Opinião
O Captain! My Captain!
Sair deste atoleiro em que o futuro se transformou
Era adolescente quando uma famosa série inglesa narrava a odisseia de um grupo de cientistas que habitava uma base lunar, quando a Lua, fruto de uma explosão de lixo nuclear armazenado no seu lado oculto, saiu da órbita e passou a andar à deriva pelo espaço.
Era a base Lunar Alfa, liderada pelo intrépido capitão John Koenig, era o ano 1999 e era o futuro.
Longínquo, evidentemente. E se aquilo se passava na Lua, podia imaginar como tudo seria cá em baixo, num novo mundo com toda a certeza limpo, ordenado, feliz e bem resolvido.
Sei agora que 1999 não estava assim tão longe mas, na altura, dava para imaginar transporte aéreo para cada família, casas a limparem-se sozinhas e uma escola tele qualquer coisa que não implicasse acordar às 07h00 da manhã; mas era sobretudo a ideia de um mundo prazeroso, onde não existiriam grandes problemas, e onde se multiplicariam as possibilidades de cada um ser e caminhar como quisesse.
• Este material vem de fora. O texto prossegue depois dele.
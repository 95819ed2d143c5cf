//! Domain services - pure game rules with no I/O

pub mod energy;
pub mod pattern;
pub mod rewards;
pub mod scoring;

pub use energy::{available_energy, regen_ticks, DEFAULT_ENERGY_COOLDOWN_SECS};
pub use pattern::generate_pattern;
pub use rewards::{battle_reward, story_choice_reward, Reward, StoryChoiceReward};
pub use scoring::{round_one_decimal, summarize, BattleSummary};
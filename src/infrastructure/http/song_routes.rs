//! Song catalog API routes

use std::sync::Arc;

use axum::{extract::State, Json};

use crate::domain::entities::Song;
use crate::infrastructure::state::AppState;

/// List every playable song
pub async fn list_songs(State(state): State<Arc<AppState>>) -> Json<Vec<Song>> {
    Json(state.catalog.iter().cloned().collect())
}
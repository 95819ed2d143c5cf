//! Scoring & grading over completed battle sessions

use serde::Serialize;

use crate::domain::entities::{BattleError, BattleSession};
use crate::domain::value_objects::Grade;

/// Report produced once a battle reaches its final note
#[derive(Debug, Clone, PartialEq, Serialize)]
pub struct BattleSummary {
    pub song_id: String,
    pub song_name: String,
    pub total_notes: usize,
    pub notes_judged: usize,
    pub perfect_hits: u32,
    pub good_hits: u32,
    pub bad_hits: u32,
    pub missed: u32,
    pub max_combo: u32,
    pub score: u64,
    /// Percentage, one decimal place
    pub accuracy: f64,
    /// Percentage, one decimal place
    pub perfect_percentage: f64,
    pub grade: Grade,
    pub duration_secs: f64,
}

/// Summarize a completed session. Active sessions are rejected.
pub fn summarize(session: &BattleSession) -> Result<BattleSummary, BattleError> {
    let duration_secs = session.duration_secs().ok_or(BattleError::NotComplete)?;

    let total = session.total_notes() as f64;
    let accuracy = session.current_note() as f64 / total * 100.0;
    let perfect_percentage = f64::from(session.perfect_hits()) / total * 100.0;

    Ok(BattleSummary {
        song_id: session.song_id().to_string(),
        song_name: session.song_name().to_string(),
        total_notes: session.total_notes(),
        notes_judged: session.current_note(),
        perfect_hits: session.perfect_hits(),
        good_hits: session.good_hits(),
        bad_hits: session.bad_hits(),
        missed: session.missed(),
        max_combo: session.max_combo(),
        score: session.score(),
        accuracy: round_one_decimal(accuracy),
        perfect_percentage: round_one_decimal(perfect_percentage),
        grade: Grade::from_ratios(accuracy, perfect_percentage),
        duration_secs: round_one_decimal(duration_secs),
    })
}

pub fn round_one_decimal(value: f64) -> f64 {
    (value * 10.0).round() / 10.0
}
use async_trait::async_trait;
use chrono::{DateTime, Utc};
use sqlx::{FromRow, SqlitePool};

use crate::application::ports::outbound::{QuestRepositoryPort, RepoError};
use crate::domain::entities::{Achievement, AchievementDefinition, ProgressCounter, Quest};
use crate::domain::value_objects::{AchievementId, PlayerId, QuestType};

#[derive(FromRow)]
struct QuestRow {
    quest_id: String,
    quest_type: String,
    progress: u32,
    target: u32,
    completed: bool,
    started_at: DateTime<Utc>,
    expires_at: Option<DateTime<Utc>>,
}

impl TryFrom<QuestRow> for Quest {
    type Error = RepoError;

    fn try_from(row: QuestRow) -> Result<Self, Self::Error> {
        Ok(Quest {
            quest_type: row
                .quest_type
                .parse()
                .map_err(|e| RepoError::serialization(format!("quest {}: {}", row.quest_id, e)))?,
            quest_id: row.quest_id,
            counter: ProgressCounter {
                progress: row.progress,
                target: row.target,
                completed: row.completed,
            },
            started_at: row.started_at,
            expires_at: row.expires_at,
        })
    }
}

#[derive(FromRow)]
struct AchievementRow {
    achievement_id: String,
    name: String,
    progress: u32,
    target: u32,
    completed: bool,
    completed_at: Option<DateTime<Utc>>,
}

impl TryFrom<AchievementRow> for Achievement {
    type Error = RepoError;

    fn try_from(row: AchievementRow) -> Result<Self, Self::Error> {
        Ok(Achievement {
            id: row
                .achievement_id
                .parse()
                .map_err(RepoError::serialization)?,
            name: row.name,
            counter: ProgressCounter {
                progress: row.progress,
                target: row.target,
                completed: row.completed,
            },
            completed_at: row.completed_at,
        })
    }
}

const QUEST_COLUMNS: &str =
    "quest_id, quest_type, progress, target, completed, started_at, expires_at";
const ACHIEVEMENT_COLUMNS: &str =
    "achievement_id, name, progress, target, completed, completed_at";

pub struct SqliteQuestRepository {
    pool: SqlitePool,
}

impl SqliteQuestRepository {
    pub fn new(pool: SqlitePool) -> Self {
        Self { pool }
    }
}

#[async_trait]
impl QuestRepositoryPort for SqliteQuestRepository {
    async fn add_quest(&self, player_id: PlayerId, quest: &Quest) -> Result<bool, RepoError> {
        let result = sqlx::query(
            r#"
            INSERT OR IGNORE INTO active_quests
                (player_id, quest_id, quest_type, progress, target, completed, started_at, expires_at)
            VALUES (?, ?, ?, ?, ?, ?, ?, ?)
            "#,
        )
        .bind(player_id.to_string())
        .bind(&quest.quest_id)
        .bind(quest.quest_type.as_str())
        .bind(quest.counter.progress)
        .bind(quest.counter.target)
        .bind(quest.counter.completed)
        .bind(quest.started_at)
        .bind(quest.expires_at)
        .execute(&self.pool)
        .await
        .map_err(|e| RepoError::database("add_quest", e))?;

        Ok(result.rows_affected() > 0)
    }

    async fn update_quest_progress(
        &self,
        player_id: PlayerId,
        quest_type: QuestType,
        amount: u32,
        now: DateTime<Utc>,
    ) -> Result<u32, RepoError> {
        let mut tx = self
            .pool
            .begin()
            .await
            .map_err(|e| RepoError::database("update_quest_progress", e))?;

        let sql = format!(
            "SELECT {} FROM active_quests WHERE player_id = ? AND quest_type = ? AND completed = 0",
            QUEST_COLUMNS
        );
        let rows: Vec<QuestRow> = sqlx::query_as(&sql)
            .bind(player_id.to_string())
            .bind(quest_type.as_str())
            .fetch_all(&mut *tx)
            .await
            .map_err(|e| RepoError::database("update_quest_progress", e))?;

        let mut completed = 0;
        for row in rows {
            let mut quest = Quest::try_from(row)?;
            if !quest.is_active(now) {
                continue;
            }
            if quest.advance(amount, now) {
                completed += 1;
            }

            sqlx::query(
                "UPDATE active_quests SET progress = ?, completed = ? WHERE player_id = ? AND quest_id = ?",
            )
            .bind(quest.counter.progress)
            .bind(quest.counter.completed)
            .bind(player_id.to_string())
            .bind(&quest.quest_id)
            .execute(&mut *tx)
            .await
            .map_err(|e| RepoError::database("update_quest_progress", e))?;
        }

        tx.commit()
            .await
            .map_err(|e| RepoError::database("update_quest_progress", e))?;
        Ok(completed)
    }

    async fn get_active_quests(&self, player_id: PlayerId, now: DateTime<Utc>) -> Result<Vec<Quest>, RepoError> {
        let sql = format!(
            "SELECT {} FROM active_quests WHERE player_id = ? AND completed = 0 ORDER BY quest_id",
            QUEST_COLUMNS
        );
        let rows: Vec<QuestRow> = sqlx::query_as(&sql)
            .bind(player_id.to_string())
            .fetch_all(&self.pool)
            .await
            .map_err(|e| RepoError::database("get_active_quests", e))?;

        let mut quests = Vec::with_capacity(rows.len());
        for row in rows {
            let quest = Quest::try_from(row)?;
            if quest.is_active(now) {
                quests.push(quest);
            }
        }
        Ok(quests)
    }

    async fn count_completed_quests(&self, player_id: PlayerId) -> Result<u32, RepoError> {
        let (count,): (i64,) =
            sqlx::query_as("SELECT COUNT(*) FROM active_quests WHERE player_id = ? AND completed = 1")
                .bind(player_id.to_string())
                .fetch_one(&self.pool)
                .await
                .map_err(|e| RepoError::database("count_completed_quests", e))?;
        Ok(u32::try_from(count).unwrap_or(u32::MAX))
    }

    async fn seed_achievements(
        &self,
        player_id: PlayerId,
        catalog: &[AchievementDefinition],
    ) -> Result<u32, RepoError> {
        let mut tx = self
            .pool
            .begin()
            .await
            .map_err(|e| RepoError::database("seed_achievements", e))?;

        let mut created = 0;
        for definition in catalog {
            let result = sqlx::query(
                r#"
                INSERT OR IGNORE INTO achievements (player_id, achievement_id, name, progress, target, completed)
                VALUES (?, ?, ?, 0, ?, 0)
                "#,
            )
            .bind(player_id.to_string())
            .bind(definition.id.as_str())
            .bind(definition.name)
            .bind(definition.target)
            .execute(&mut *tx)
            .await
            .map_err(|e| RepoError::database("seed_achievements", e))?;

            if result.rows_affected() > 0 {
                created += 1;
            }
        }

        tx.commit()
            .await
            .map_err(|e| RepoError::database("seed_achievements", e))?;
        Ok(created)
    }

    async fn update_achievement_progress(
        &self,
        player_id: PlayerId,
        achievement_id: AchievementId,
        amount: u32,
        now: DateTime<Utc>,
    ) -> Result<bool, RepoError> {
        let mut tx = self
            .pool
            .begin()
            .await
            .map_err(|e| RepoError::database("update_achievement_progress", e))?;

        let sql = format!(
            "SELECT {} FROM achievements WHERE player_id = ? AND achievement_id = ?",
            ACHIEVEMENT_COLUMNS
        );
        let row: Option<AchievementRow> = sqlx::query_as(&sql)
            .bind(player_id.to_string())
            .bind(achievement_id.as_str())
            .fetch_optional(&mut *tx)
            .await
            .map_err(|e| RepoError::database("update_achievement_progress", e))?;

        // Players without the achievement seeded simply make no progress
        let Some(row) = row else {
            return Ok(false);
        };
        let mut achievement = Achievement::try_from(row)?;
        if achievement.is_completed() {
            return Ok(false);
        }

        let completed = achievement.advance(amount, now);
        sqlx::query(
            r#"
            UPDATE achievements SET progress = ?, completed = ?, completed_at = ?
            WHERE player_id = ? AND achievement_id = ?
            "#,
        )
        .bind(achievement.counter.progress)
        .bind(achievement.counter.completed)
        .bind(achievement.completed_at)
        .bind(player_id.to_string())
        .bind(achievement_id.as_str())
        .execute(&mut *tx)
        .await
        .map_err(|e| RepoError::database("update_achievement_progress", e))?;

        tx.commit()
            .await
            .map_err(|e| RepoError::database("update_achievement_progress", e))?;
        Ok(completed)
    }

    async fn get_player_achievements(&self, player_id: PlayerId) -> Result<Vec<Achievement>, RepoError> {
        let sql = format!(
            "SELECT {} FROM achievements WHERE player_id = ? ORDER BY completed DESC, progress DESC, achievement_id",
            ACHIEVEMENT_COLUMNS
        );
        let rows: Vec<AchievementRow> = sqlx::query_as(&sql)
            .bind(player_id.to_string())
            .fetch_all(&self.pool)
            .await
            .map_err(|e| RepoError::database("get_player_achievements", e))?;

        rows.into_iter().map(Achievement::try_from).collect()
    }
}

#[cfg(test)]
mod tests {
    use chrono::{Duration, TimeZone};

    use super::*;
    use crate::application::ports::outbound::PlayerRepositoryPort;
    use crate::domain::entities::{achievement_catalog, starter_items, Player};
    use crate::infrastructure::persistence::SqliteRepository;

    fn morning() -> DateTime<Utc> {
        Utc.with_ymd_and_hms(2024, 11, 5, 9, 0, 0).unwrap()
    }

    async fn setup() -> (SqliteQuestRepository, PlayerId) {
        let sqlite = SqliteRepository::in_memory().await.unwrap();
        let player = Player::new(77, None, "Quester", morning());
        sqlite
            .players()
            .create_player(&player, &starter_items())
            .await
            .unwrap();
        (sqlite.quests(), player.id)
    }

    #[tokio::test]
    async fn test_add_quest_once_per_id() {
        let (repo, player_id) = setup().await;
        let quest = Quest::daily(QuestType::Battle, morning().date_naive(), 5, morning());

        assert!(repo.add_quest(player_id, &quest).await.unwrap());
        assert!(!repo.add_quest(player_id, &quest).await.unwrap());

        let active = repo.get_active_quests(player_id, morning()).await.unwrap();
        assert_eq!(active, vec![quest]);
    }

    #[tokio::test]
    async fn test_quest_progress_completes_once() {
        let (repo, player_id) = setup().await;
        let now = morning();
        let battle = Quest::daily(QuestType::Battle, now.date_naive(), 2, now);
        let social = Quest::daily(QuestType::Social, now.date_naive(), 3, now);
        repo.add_quest(player_id, &battle).await.unwrap();
        repo.add_quest(player_id, &social).await.unwrap();

        assert_eq!(repo.update_quest_progress(player_id, QuestType::Battle, 1, now).await.unwrap(), 0);
        assert_eq!(repo.update_quest_progress(player_id, QuestType::Battle, 1, now).await.unwrap(), 1);
        assert_eq!(repo.update_quest_progress(player_id, QuestType::Battle, 1, now).await.unwrap(), 0);

        let active = repo.get_active_quests(player_id, now).await.unwrap();
        assert_eq!(active.len(), 1);
        assert_eq!(active[0].quest_type, QuestType::Social);
        assert_eq!(repo.count_completed_quests(player_id).await.unwrap(), 1);
    }

    #[tokio::test]
    async fn test_expired_quests_are_hidden_and_frozen() {
        let (repo, player_id) = setup().await;
        let now = morning();
        let quest = Quest::daily(QuestType::Skill, now.date_naive(), 1, now);
        repo.add_quest(player_id, &quest).await.unwrap();

        let tomorrow = now + Duration::days(1);
        assert!(repo.get_active_quests(player_id, tomorrow).await.unwrap().is_empty());
        assert_eq!(
            repo.update_quest_progress(player_id, QuestType::Skill, 5, tomorrow)
                .await
                .unwrap(),
            0
        );
        assert_eq!(repo.count_completed_quests(player_id).await.unwrap(), 0);
    }

    #[tokio::test]
    async fn test_seed_and_advance_achievements() {
        let (repo, player_id) = setup().await;
        let catalog = achievement_catalog();

        assert_eq!(repo.seed_achievements(player_id, &catalog).await.unwrap(), 10);
        assert_eq!(repo.seed_achievements(player_id, &catalog).await.unwrap(), 0);

        let now = morning();
        assert!(repo
            .update_achievement_progress(player_id, AchievementId::FirstBlood, 1, now)
            .await
            .unwrap());
        assert!(!repo
            .update_achievement_progress(player_id, AchievementId::FirstBlood, 1, now + Duration::hours(1))
            .await
            .unwrap());
        assert!(!repo
            .update_achievement_progress(player_id, AchievementId::ComboMaster, 40, now)
            .await
            .unwrap());

        let achievements = repo.get_player_achievements(player_id).await.unwrap();
        assert_eq!(achievements.len(), 10);

        let first = &achievements[0];
        assert_eq!(first.id, AchievementId::FirstBlood);
        assert_eq!(first.counter.progress, 1);
        assert_eq!(first.completed_at, Some(now));

        let combo = &achievements[1];
        assert_eq!(combo.id, AchievementId::ComboMaster);
        assert_eq!(combo.counter.progress, 40);
        assert!(!combo.is_completed());
    }
}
Por esses anos, escutando as conversas de adultos, já tinha ouvido falar das guerras do Vietname, dos Seis Dias, do Yom Kippur, do Saará Ocidental, e do Cambodja e, embora não percebesse grande coisa, parecia-me horrível o que a imaginação me ia depois contando sobre como seria a vida nessas partes do mundo.
O tal futuro, limpo, ordenado, feliz, e bem resolvido, parecia-me, pois, o final feliz de um caminho a percorrer.
Quando, começaram a aproximar-se os últimos dias de Dezembro e o número 2026 passou a fazer parte de quase todos os desejos de bons augúrios, dei comigo incrédula.
2026? Já?! Não sei por que razão, mas surpreendi-me mesmo com o número.
Parecia-me o de um futuro longínquo, tal como me tinha parecido 1999 quando era adolescente, e foi estranho pensar que iria acontecer de ali a uns dias.
Pensando bem, se o número deste ano me parece ainda demasiado distante para ser presente, será porque o mundo em que vivemos se parece, para pior, com o que ouvia nas conversas de adultos.
Este não é, com certeza, o futuro.
Ao soarem as badaladas da meia-noite, no relógio onde já nesse passado longínquo ouvia um ano a partir e outro a chegar, pensei os meus desejos enquanto engolia as doze passas, mas fiquei-me pelos muito pessoais e pelos relacionados com os meus mais próximos.
Não me pareceu que adiantasse ter desejos para o mundo, para a paz, ou para o nosso futuro comum.
Dias mais tarde, deparei-me com a cena final do filme O Clube dos Poetas Mortos, e percebi então o que gostaria de ter desejado.
O Captain! My Captain! escreveu Walt Whitman, em memória de Lincoln, e a frase que dá o nome ao poema foi depois transformada, nesse filme, numa saudação e numa homenagem a alguém que conduz em direcção ao discernimento, à liberdade de pensamento, à coragem da escolha e, mais importante, à força anímica para encetar a luta que for necessária para o conseguir.
Todos podemos ter essa força dentro de nós, é certo, mas precisamos, mesmo, de alguém a quem possamos chamar Captain! My Captain! e nos ajude a sair deste atoleiro em que o futuro se transformou.